Maryland, Tuesday morning

Congressman Albert Rudin walked through the men's locker room of the Congressional Country Club with a white towel thrown over his shoulder and a pair of shower sandals on his feet. Rudin grew up in the days where swimming at the YMCA required literally nothing. Swimsuits were not just optional, they were forbidden. A towel was for drying oneself, not wearing. Consequently the sixty-eight-year-old politician from Stamford, Connecticut was not shy about parading through the locker room buck naked. Gravity had taken its toll over the years, and his skin hung loose from his bony runner's body. It was not a pretty sight.

Rudin normally worked out at the congressional gym on the Hill, but today he wanted to talk to one of his colleagues from the Senate, and he wanted to do so in private. That was why he had requested that his friend meet him in the steam room of the golfclub. The locker room was a virtual ghost town from November to March every year, and that was what Rudin wanted. A recent string of events in his life had caused him to reassess who his allies were. Rudin opened the door to the steam room and stood there for approximately five seconds. His purpose was to let enough steam out and make sure no one was lurking in the room.
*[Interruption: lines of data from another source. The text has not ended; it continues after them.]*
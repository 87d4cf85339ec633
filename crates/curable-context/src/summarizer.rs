use std::sync::Arc;

use curable_persist::PersistenceClient;

use crate::descriptors::{
    render_fields, CHECKIN_FIELDS, DEMOGRAPHIC_FIELDS, MEDICATION_FIELDS, MENTAL_HEALTH_FIELDS,
};
use crate::insights::derive_insights;
use crate::records::{PatientRecords, RecordLimits};

pub const SUMMARY_HEADER: &str = "Patient Profile Summary:";

/// Returned whenever there is nothing (or nothing readable) to summarize
pub const NO_PROFILE_DATA: &str = "No profile data available.";

/// Summary text plus the insight phrases it contains
#[derive(Debug, Clone, Default, PartialEq)]
pub struct ProfileSummary {
    pub text: String,
    pub insights: Vec<String>,
}

impl ProfileSummary {
    fn placeholder() -> Self {
        Self {
            text: NO_PROFILE_DATA.to_string(),
            insights: Vec::new(),
        }
    }
}

/// Renders a user's health records into a text block for the assistant
pub struct ProfileSummarizer {
    persist: Arc<dyn PersistenceClient>,
    limits: RecordLimits,
}

impl ProfileSummarizer {
    pub fn new(persist: Arc<dyn PersistenceClient>) -> Self {
        Self {
            persist,
            limits: RecordLimits::default(),
        }
    }

    pub fn with_limits(mut self, limits: RecordLimits) -> Self {
        self.limits = limits;
        self
    }

    /// Summary text; never fails
    pub async fn summarize(&self, user_id: &str) -> String {
        self.profile_summary(user_id).await.text
    }

    /// Summary and insights; a failed read degrades to the placeholder
    pub async fn profile_summary(&self, user_id: &str) -> ProfileSummary {
        match PatientRecords::load(self.persist.as_ref(), user_id, self.limits).await {
            Ok(records) => render_summary(&records),
            Err(e) => {
                tracing::warn!(user_id, error = %e, "Failed to load profile records");
                ProfileSummary::placeholder()
            }
        }
    }
}

/// Render loaded records. Empty categories are left out.
pub fn render_summary(records: &PatientRecords) -> ProfileSummary {
    if records.is_empty() {
        return ProfileSummary::placeholder();
    }

    let mut sections = vec![SUMMARY_HEADER.to_string()];

    if let Some(onboarding) = &records.onboarding {
        let fields = render_fields(DEMOGRAPHIC_FIELDS, onboarding);
        if !fields.is_empty() {
            sections.push(bullet_section("Demographics:", fields));
        }
    }

    if !records.checkins.is_empty() {
        let lines = records
            .checkins
            .iter()
            .map(|checkin| {
                dated_line(
                    &checkin.created_at.format("%Y-%m-%d").to_string(),
                    render_fields(CHECKIN_FIELDS, checkin),
                )
            })
            .collect();
        sections.push(bullet_section("Recent check-ins:", lines));
    }

    if !records.mental_health.is_empty() {
        let lines = records
            .mental_health
            .iter()
            .map(|assessment| {
                dated_line(
                    &assessment.created_at.format("%Y-%m-%d").to_string(),
                    render_fields(MENTAL_HEALTH_FIELDS, assessment),
                )
            })
            .collect();
        sections.push(bullet_section("Mental health history:", lines));
    }

    if !records.medications.is_empty() {
        let lines = records
            .medications
            .iter()
            .map(|medication| {
                let details = render_fields(MEDICATION_FIELDS, medication);
                if details.is_empty() {
                    medication.medication_name.clone()
                } else {
                    format!("{} ({})", medication.medication_name, details.join(", "))
                }
            })
            .collect();
        sections.push(bullet_section("Active medications:", lines));
    }

    let insights = derive_insights(records);
    if !insights.is_empty() {
        sections.push(bullet_section("Insights:", insights.clone()));
    }

    // Only the header: the records held nothing renderable
    if sections.len() == 1 {
        return ProfileSummary::placeholder();
    }

    ProfileSummary {
        text: sections.join("\n"),
        insights,
    }
}

fn bullet_section(title: &str, lines: Vec<String>) -> String {
    let mut section = title.to_string();
    for line in lines {
        section.push_str("\n- ");
        section.push_str(&line);
    }
    section
}

fn dated_line(date: &str, fields: Vec<String>) -> String {
    if fields.is_empty() {
        format!("{}: no details recorded", date)
    } else {
        format!("{}: {}", date, fields.join(", "))
    }
}
use std::sync::Arc;

use chrono::{Duration, NaiveDate, Utc};
use curable_persist::{
    ClinicalInsight, Medication, MemoryPersistenceClient, PersistenceClient, ThreadBinding,
};

#[tokio::test]
async fn test_concurrent_seed_claims_have_one_winner() {
    let store = Arc::new(MemoryPersistenceClient::new());
    store
        .save_thread_binding(&ThreadBinding::new("u1", "thread_1"))
        .await
        .unwrap();

    let handles: Vec<_> = (0..8)
        .map(|_| {
            let store = Arc::clone(&store);
            tokio::spawn(async move { store.claim_context_seed("u1", "thread_1").await.unwrap() })
        })
        .collect();

    let mut winners = 0;
    for handle in handles {
        if handle.await.unwrap() {
            winners += 1;
        }
    }
    assert_eq!(winners, 1);
}

#[tokio::test]
async fn test_rebinding_resets_seed_flag() {
    let store = MemoryPersistenceClient::new();
    store
        .save_thread_binding(&ThreadBinding::new("u1", "thread_1"))
        .await
        .unwrap();
    assert!(store.claim_context_seed("u1", "thread_1").await.unwrap());

    store
        .save_thread_binding(&ThreadBinding::new("u1", "thread_2"))
        .await
        .unwrap();

    let binding = store.get_thread_binding("u1").await.unwrap().unwrap();
    assert_eq!(binding.thread_id, "thread_2");
    assert!(!binding.context_seeded);
}

#[tokio::test]
async fn test_only_active_medications_returned() {
    let store = MemoryPersistenceClient::new();
    store.insert_medication(Medication::new("u1", "Metformin")).await;

    let mut stopped = Medication::new("u1", "Ibuprofen");
    stopped.end_date = NaiveDate::from_ymd_opt(2024, 3, 1);
    store.insert_medication(stopped).await;

    let active = store.active_medications("u1").await.unwrap();
    assert_eq!(active.len(), 1);
    assert_eq!(active[0].medication_name, "Metformin");
}

#[tokio::test]
async fn test_newest_valid_insight_wins() {
    let store = MemoryPersistenceClient::new();
    let now = Utc::now();
    let older = ClinicalInsight::new("u1", "older", serde_json::json!({}), now - Duration::hours(2), Duration::hours(24));
    let newer = ClinicalInsight::new("u1", "newer", serde_json::json!({}), now - Duration::hours(1), Duration::hours(24));
    store.save_insight(older).await.unwrap();
    store.save_insight(newer).await.unwrap();

    let found = store.find_valid_insight("u1", now).await.unwrap().unwrap();
    assert_eq!(found.analysis, "newer");
}

#[tokio::test]
async fn test_failed_record_reads_surface_errors() {
    let store = MemoryPersistenceClient::new();
    store.fail_record_reads(true);

    assert!(store.recent_checkins("u1", Some(2)).await.is_err());
    assert!(store.get_onboarding("u1").await.is_err());
}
Finally satisfied that he was alone, he entered the room and laid his towel down on the tile bench. With great deliberation he began kneading his loose skin as if he were working some lethal poison from his pores. Representative Albert Rudin was a cranky, crass old politician who was having a very bad year. The worst he could remember in a long time, and it was all the fault of a centrist President who had turned his back on the base of his party. Albert Rudin had been a loyal soldier to the Democratic Party for over thirty years, and this just wasn't fair. All he was trying to do was his job.

Rudin was the chairman of the House Permanent Select Committee on Intelligence. It had been his one request for all of his hard work. It was not much to ask for. The House Intelligence Committee wasn't one of Washington's glory jobs. Most of their meetings were conducted behind closed doors, and rarely were cameras ever allowed in the hearing room. If Rudin had been greedy like the others he would have asked to sit on the Appropriations or Judicial committees. But he hadn't. He had simply asked to run the Intelligence Committee. All he wanted to do was serve his party. It was Albert Rudin's goal in life to see the CIA shut down and dismantled. In his mind there was no bigger waste in the federal budget than the black hole that was known as Langley.